▸ **INSTRUCTIONS FOR THE TASK**: Each line in the listing below that contains "Serialize" should be returned.

▸ **DATA TO EXAMINE**:
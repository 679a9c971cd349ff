// src/models/tracker.rs

use serde::{Deserialize, Serialize};
use sqlx::FromRow;

/// Represents the 'exam_trackers' table: one rolling 7-day exam-creation
/// window per user.
#[derive(Debug, Clone, FromRow, Serialize, Deserialize)]
pub struct ExamTracker {
    pub id: i64,
    pub user_id: i64,
    pub max_exams_per_week: i64,
    pub week_start: chrono::NaiveDate,
    pub next_week_start: chrono::NaiveDate,
    pub exams_count: i64,
    pub updated_at: Option<chrono::NaiveDateTime>,
}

▸ **ANSWER AREA**:
use serde::{Deserialize, Serialize};
#[derive(Debug, Clone, FromRow, Serialize, Deserialize)]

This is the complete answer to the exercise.